Juvenile lodingi often exibit quite a bit of pattern that becomes more obscured as they mature. That picture really doesn't look unusual for a juvenile.
I lived in Mobile County Alabama for a few years and collected a number of lodingi (before they came under protection). Several of the adults I collected showed nearly that much pattern. In fact, most of them have some amount of visible pattern. Very few are pure black with no pattern at all.
Of the intergrades I've seen that came from the easternmost extremety of their range, were intergrades with Southern or Florida Pine (mugitus) and the pattern on them was sort of a brownish or tan color with some white suffusion. I have seen some pure lodingi with some solid chocolate brown on them too. Most of the intergrades you will find now were bred that way in captivity crossing mugitus with lodingi for whatever reason someone would want to do that.
I've only seen a couple of examples from the Mississipi populations which represents the westernmost extent of the range, so I can't really provide much info on them.

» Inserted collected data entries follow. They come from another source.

//! # ActorEntity Trait
//!
//! The `ActorEntity` trait defines the contract that every stored resource
//! (Product, Cart, Order) implements to be managed by the generic
//! [`ResourceActor`](crate::framework::ResourceActor). It specifies associated
//! types for ids, DTOs, actions, listing filters, context and errors, and
//! provides the hooks the actor calls while serving requests.
//!
//! # Provided Methods (Hooks)
//! Hooks with default implementations:
//! - [`ActorEntity::requested_id`] - caller-chosen ids (default: none)
//! - [`ActorEntity::vacant`] - lazily materialised entities (default: none)
//! - [`ActorEntity::is_vacant`] - placeholder detection (default: never vacant)
//! - [`ActorEntity::matches`] - listing filter (default: everything matches)
//! - [`ActorEntity::on_create`] - post-construction validation (default: `Ok(())`)

use async_trait::async_trait;
use std::fmt::{Debug, Display};

/// Identifier types usable as keys of a [`ResourceActor`](crate::framework::ResourceActor) store.
///
/// Keys are ordered so listings walk the store in a stable, ascending order.
pub trait EntityId: Ord + Clone + Send + Sync + Display + Debug + 'static {
    /// Mints an identifier from the actor's sequence counter.
    ///
    /// Returns `None` for identifiers that are always supplied by the caller
    /// (for example a user key).
    fn from_sequence(seq: u32) -> Option<Self>;
}

/// Trait that any resource entity must implement to be managed by ResourceActor.
///
/// # Architecture Note
/// By defining a contract (`ActorEntity`) that all our resource types (Product, Cart, Order)
/// must satisfy, we can write the `ResourceActor` logic *once* and reuse it everywhere.
///
/// # Async & Context
/// This trait is `#[async_trait]` to allow asynchronous operations in hooks (e.g., calling other actors).
/// It also defines a `Context` type, which is injected into every hook. This allows "Late Binding"
/// of dependencies (passing clients to `run()` instead of `new()`).
#[async_trait]
pub trait ActorEntity: Clone + Send + Sync + 'static {
    /// The unique identifier for this entity.
    type Id: EntityId;

    /// The data required to create a new instance (DTO - Data Transfer Object).
    type Create: Send + Sync + Debug;

    /// The data required to update an existing instance.
    type Update: Send + Sync + Debug;

    /// Enum representing resource-specific operations (e.g., `AdjustStock`).
    type Action: Send + Sync + Debug;

    /// The result type returned by custom actions.
    type ActionResult: Send + Sync + Debug;

    /// Predicate data for listing queries. Use `()` if the entity is never listed.
    type Filter: Send + Sync + Debug;

    /// The runtime context (dependencies) injected into the actor.
    /// Use `()` if no dependencies are needed.
    type Context: Send + Sync;

    /// The error type for this entity.
    ///
    /// One enum per actor rather than one per message. Clients recover it
    /// from [`FrameworkError::EntityError`](crate::framework::FrameworkError::EntityError)
    /// with [`FrameworkError::entity_error`](crate::framework::FrameworkError::entity_error).
    type Error: std::error::Error + Send + Sync + 'static;

    /// Construct the full Entity from the ID and Payload.
    /// This is called synchronously before `on_create`.
    fn from_create_params(id: Self::Id, params: Self::Create) -> Result<Self, Self::Error>;

    /// Identifier chosen by the caller, if any.
    ///
    /// When `None`, the actor mints the next id from its counter.
    fn requested_id(_params: &Self::Create) -> Option<Self::Id> {
        None
    }

    /// Entity to act upon when an action targets an id that is not stored yet.
    ///
    /// Returning `Some` lets a resource come into existence on its first
    /// mutation. The materialised entity is stored only if the action succeeds.
    fn vacant(_id: &Self::Id) -> Option<Self> {
        None
    }

    /// Whether a materialised entity still equals its placeholder state.
    ///
    /// The actor does not store a [`vacant`](ActorEntity::vacant) entity that
    /// is still vacant after a successful action, so no-op actions against
    /// unknown ids leave the store unchanged.
    fn is_vacant(&self) -> bool {
        false
    }

    /// Whether this entity belongs in the result of a listing query.
    fn matches(&self, _filter: &Self::Filter) -> bool {
        true
    }

    // --- Lifecycle Hooks (Async) ---

    /// Called immediately after the entity is created and initialized.
    /// Use this hook to perform validation or side effects (e.g., checking other actors).
    async fn on_create(&mut self, _ctx: &Self::Context) -> Result<(), Self::Error> {
        Ok(())
    }

    /// Called when an update request is received.
    async fn on_update(
        &mut self,
        update: Self::Update,
        _ctx: &Self::Context,
    ) -> Result<(), Self::Error>;

    // --- Action Handler (Async) ---

    /// Handle a custom resource-specific action.
    async fn handle_action(
        &mut self,
        action: Self::Action,
        _ctx: &Self::Context,
    ) -> Result<Self::ActionResult, Self::Error>;
}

I can't really state this as fact, but from what I saw, those that came from the Cottage Hill/Schillinger Road area down to Grand Bay and Theodore came closest to being solid black. Those that came from the area north of the Airport up to Creola and over to Citronella seem to have more visible pattern. I don't have any explanation for that, other than perhaps it is artifact influence from an early range overlap between melanoleucus and lodingi. The ranges of the two are separated now by a hundred miles, but who knows what they were a few hundred years ago. melanoleucus and mugitus intergrade over a wide area across a line from extreme eastern Alabama, across Georgia and into southern South Carolina.
On the other and, I have hatch clutches from both areas in which the juveniles showed a high degree of variation as babies, but they seemed to always mature to look pretty much like the parents.
Pine snakes are so secretive and in some areas of their ranges so seldom seen that it is really difficult to get clear pictures of where the range actually ends. Ruthveni has such a restricted range and is so seldom seen that for many years it was known from only 3 verified examples. Now I occasionally see them for sale. It was at one time considered one of the rarest snakes known.